Genistein's Mechanism(s) Of Action On Intestinal Chloride Secretion In Mice

The major route for cAMP‐mediated chloride (Cl) secretion across the intestinal epithelial apical membrane is presumed to be via CFTR, a chloride channel widely known to be activated in vitro by genistein. We have shown that daily injections of genistein (600mg/kg body weight, 600G) mediate significant increases in intestinal Cl secretion (Isc) in male mice after 2 weeks and female mice after one week, when compared to control (0G). This study aimed to determine whether genistein‐induced increases in intestinal Cl secretion were attributed to; (a) changes in CFTR protein expression using standard western blot techniques and, (b) changes in intracellular signaling mechanisms using basolateral application of: MDL‐12330A (an adenylate cyclase inhibitor), KT‐5720 (a PKA inhibitor), LY‐294002 (a PI3K inhibitor) and PD‐98059 (a MAPK inhibitor).

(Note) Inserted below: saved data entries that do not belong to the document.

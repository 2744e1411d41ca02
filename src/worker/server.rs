//! Worker task
//!
//! A worker is a tokio task draining a request channel. It applies each
//! request to its own table and answers on a oneshot, so a worker sees the
//! requests addressed to it strictly in the order the pool sent them.

use crate::common::{Error, Result, Value};
use crate::pool::{Command, ComputeRequest, WorkerId};
use crate::worker::kernel;
use crate::worker::table::{GroupHandle, Slot, WorkerTable};
use std::collections::HashSet;
use tokio::sync::{mpsc, oneshot};
use tokio::task::JoinHandle;

#[derive(Debug)]
pub enum WorkerRequest {
    Execute(Command),
    Store(Vec<(String, Value)>),
    Retrieve(String),
    TransportRank,
    TransportSize,
}

pub struct Envelope {
    pub request: WorkerRequest,
    pub reply: oneshot::Sender<Result<Value>>,
}

pub struct Worker {
    id: WorkerId,
    transport_rank: usize,
    transport_size: usize,
    table: WorkerTable,
}

impl Worker {
    pub fn new(id: WorkerId, transport_rank: usize, transport_size: usize) -> Self {
        Self {
            id,
            transport_rank,
            transport_size,
            table: WorkerTable::new(),
        }
    }

    /// Run the worker until every sender is dropped
    pub fn spawn(mut self, capacity: usize) -> (mpsc::Sender<Envelope>, JoinHandle<()>) {
        let (tx, mut rx) = mpsc::channel::<Envelope>(capacity);
        let handle = tokio::spawn(async move {
            tracing::debug!("{} started (transport rank {})", self.id, self.transport_rank);
            while let Some(envelope) = rx.recv().await {
                let result = self.handle(envelope.request);
                // the caller may have given up on the reply
                let _ = envelope.reply.send(result);
            }
            tracing::debug!("{} stopped", self.id);
        });
        (tx, handle)
    }

    pub fn handle(&mut self, request: WorkerRequest) -> Result<Value> {
        match request {
            WorkerRequest::Execute(command) => {
                self.execute(command)?;
                Ok(Value::Null)
            }
            WorkerRequest::Store(values) => {
                for (name, value) in values {
                    self.table.bind(name, Slot::Value(value));
                }
                Ok(Value::Null)
            }
            WorkerRequest::Retrieve(name) => self.value(&name).cloned(),
            WorkerRequest::TransportRank => Ok(Value::Int(self.transport_rank as i64)),
            WorkerRequest::TransportSize => Ok(Value::Int(self.transport_size as i64)),
        }
    }

    fn execute(&mut self, command: Command) -> Result<()> {
        match command {
            Command::Compute(request) => self.compute(request),
            Command::Delete { names } => {
                for name in names {
                    self.table.remove(&name);
                }
                Ok(())
            }
            Command::ListNames { prefix, into } => {
                // listed before binding, so the listing never names itself
                let names = self.table.names_with_prefix(&prefix);
                let listing = Value::List(names.into_iter().map(Value::Str).collect());
                self.table.bind(into.to_string(), Slot::Value(listing));
                Ok(())
            }
            Command::CreateGroup { ranks, into } => {
                let handle = self.create_group(ranks)?;
                self.table.bind(into.to_string(), Slot::Group(handle));
                Ok(())
            }
            Command::GroupRank { group, into } => {
                let rank = match self.table.get(group.as_str()) {
                    Some(Slot::Group(Some(handle))) => Value::Int(handle.rank as i64),
                    // no role in this group: nothing to report
                    Some(Slot::Group(None)) => Value::Null,
                    Some(Slot::Value(_)) => {
                        return Err(self.fail(format!("{} is not a group handle", group)))
                    }
                    None => return Err(self.fail(format!("no binding named {}", group))),
                };
                self.table.bind(into.to_string(), Slot::Value(rank));
                Ok(())
            }
        }
    }

    fn compute(&mut self, request: ComputeRequest) -> Result<()> {
        let args = request
            .args
            .iter()
            .map(|key| self.value(key.as_str()).cloned())
            .collect::<Result<Vec<_>>>()?;
        if !request.options.is_empty() {
            tracing::trace!("{}: {} ignoring options {:?}", self.id, request.op, request.options);
        }
        let result = kernel::apply(request.op, &args)?;
        self.table.bind(request.into.to_string(), Slot::Value(result));
        Ok(())
    }

    /// Collective subgroup creation. Members get a handle whose rank is their
    /// position in `ranks`; everyone else gets the null handle.
    fn create_group(&self, ranks: Vec<usize>) -> Result<Option<GroupHandle>> {
        if ranks.len() > self.transport_size {
            return Err(Error::InvalidGroup(format!(
                "group of {} exceeds transport size {}",
                ranks.len(),
                self.transport_size
            )));
        }
        let mut seen = HashSet::new();
        for &rank in &ranks {
            if rank >= self.transport_size {
                return Err(Error::InvalidGroup(format!(
                    "rank {} outside transport range 0..{}",
                    rank, self.transport_size
                )));
            }
            if !seen.insert(rank) {
                return Err(Error::InvalidGroup(format!("rank {} listed twice", rank)));
            }
        }

        let position = ranks.iter().position(|&r| r == self.transport_rank);
        Ok(position.map(|rank| GroupHandle { ranks, rank }))
    }

    fn value(&self, name: &str) -> Result<&Value> {
        match self.table.get(name) {
            Some(Slot::Value(value)) => Ok(value),
            Some(Slot::Group(_)) => Err(self.fail(format!("{} holds a group handle, not a value", name))),
            None => Err(self.fail(format!("no binding named {}", name))),
        }
    }

    fn fail(&self, reason: String) -> Error {
        Error::Worker {
            worker: self.id,
            reason,
        }
    }
}

#[cfg(test)]
mod tests {
    use super::*;
    use crate::coordinator::keys::Key;

    fn create(worker: &mut Worker, ranks: Vec<usize>) -> Result<Key> {
        let key = Key::generate();
        worker.handle(WorkerRequest::Execute(Command::CreateGroup {
            ranks,
            into: key.clone(),
        }))?;
        Ok(key)
    }

    fn group_rank(worker: &mut Worker, group: &Key) -> Value {
        let into = Key::generate();
        worker
            .handle(WorkerRequest::Execute(Command::GroupRank {
                group: group.clone(),
                into: into.clone(),
            }))
            .unwrap();
        worker.handle(WorkerRequest::Retrieve(into.to_string())).unwrap()
    }

    #[test]
    fn test_group_rank_is_position_in_list() {
        let mut worker = Worker::new(WorkerId(2), 2, 4);
        let group = create(&mut worker, vec![3, 2]).unwrap();
        assert_eq!(group_rank(&mut worker, &group), Value::Int(1));
    }

    #[test]
    fn test_non_member_gets_null_handle() {
        let mut worker = Worker::new(WorkerId(0), 0, 4);
        let group = create(&mut worker, vec![3, 2]).unwrap();
        assert_eq!(group_rank(&mut worker, &group), Value::Null);
    }

    #[test]
    fn test_invalid_ranks_rejected() {
        let mut worker = Worker::new(WorkerId(0), 0, 4);
        assert!(matches!(create(&mut worker, vec![10, 11]), Err(Error::InvalidGroup(_))));
        assert!(matches!(create(&mut worker, vec![1, 1]), Err(Error::InvalidGroup(_))));
        assert!(matches!(
            create(&mut worker, (0..8).collect()),
            Err(Error::InvalidGroup(_))
        ));
    }

    #[test]
    fn test_group_handle_is_not_retrievable() {
        let mut worker = Worker::new(WorkerId(0), 0, 1);
        let group = create(&mut worker, vec![0]).unwrap();
        assert!(matches!(
            worker.handle(WorkerRequest::Retrieve(group.to_string())),
            Err(Error::Worker { .. })
        ));
    }

    #[test]
    fn test_listing_excludes_itself() {
        let mut worker = Worker::new(WorkerId(0), 0, 1);
        worker
            .handle(WorkerRequest::Store(vec![("__distkey_x".into(), Value::Int(1))]))
            .unwrap();
        let into = Key::generate();
        worker
            .handle(WorkerRequest::Execute(Command::ListNames {
                prefix: "__distkey_".into(),
                into: into.clone(),
            }))
            .unwrap();
        let listing = worker.handle(WorkerRequest::Retrieve(into.to_string())).unwrap();
        assert_eq!(listing, Value::List(vec![Value::Str("__distkey_x".into())]));
    }
}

We found no effect of 1μM KT‐5720, 20μM LY‐294002 or 10μM PD‐98059 on the basal or steady‐state forskolin‐stimulated Isc in 600G male or female mice. MDL‐12330A (10μM)) significantly reduced basal Isc in 600G females from 215.8±12.6 μA/cm 2 (n=15) to 157.0±21.5 μA/cm 2 (n=8, P<0.05) and decreased steady‐state forskolin‐stimulated Isc from 101.8±17.5 μA/cm 2 (n=15), to 35.6±8.3 μA/cm 2 (n=8, P<0.05), but was without effect in 600G males. Total CFTR protein expression normalized to total actin protein expression was unchanged in jejunum removed from any groups. These data suggest that the genistein‐mediated increases in intestinal Isc; (a) are not mediated via changes in intestinal CFTR protein expression in male or female mice and, (b) are mediated by adenylate cyclase in female but not male mice. RS and SS were supported by the Midwestern University Summer Fellowship Program. LA was supported by NIH (1R15DK071625‐01A2).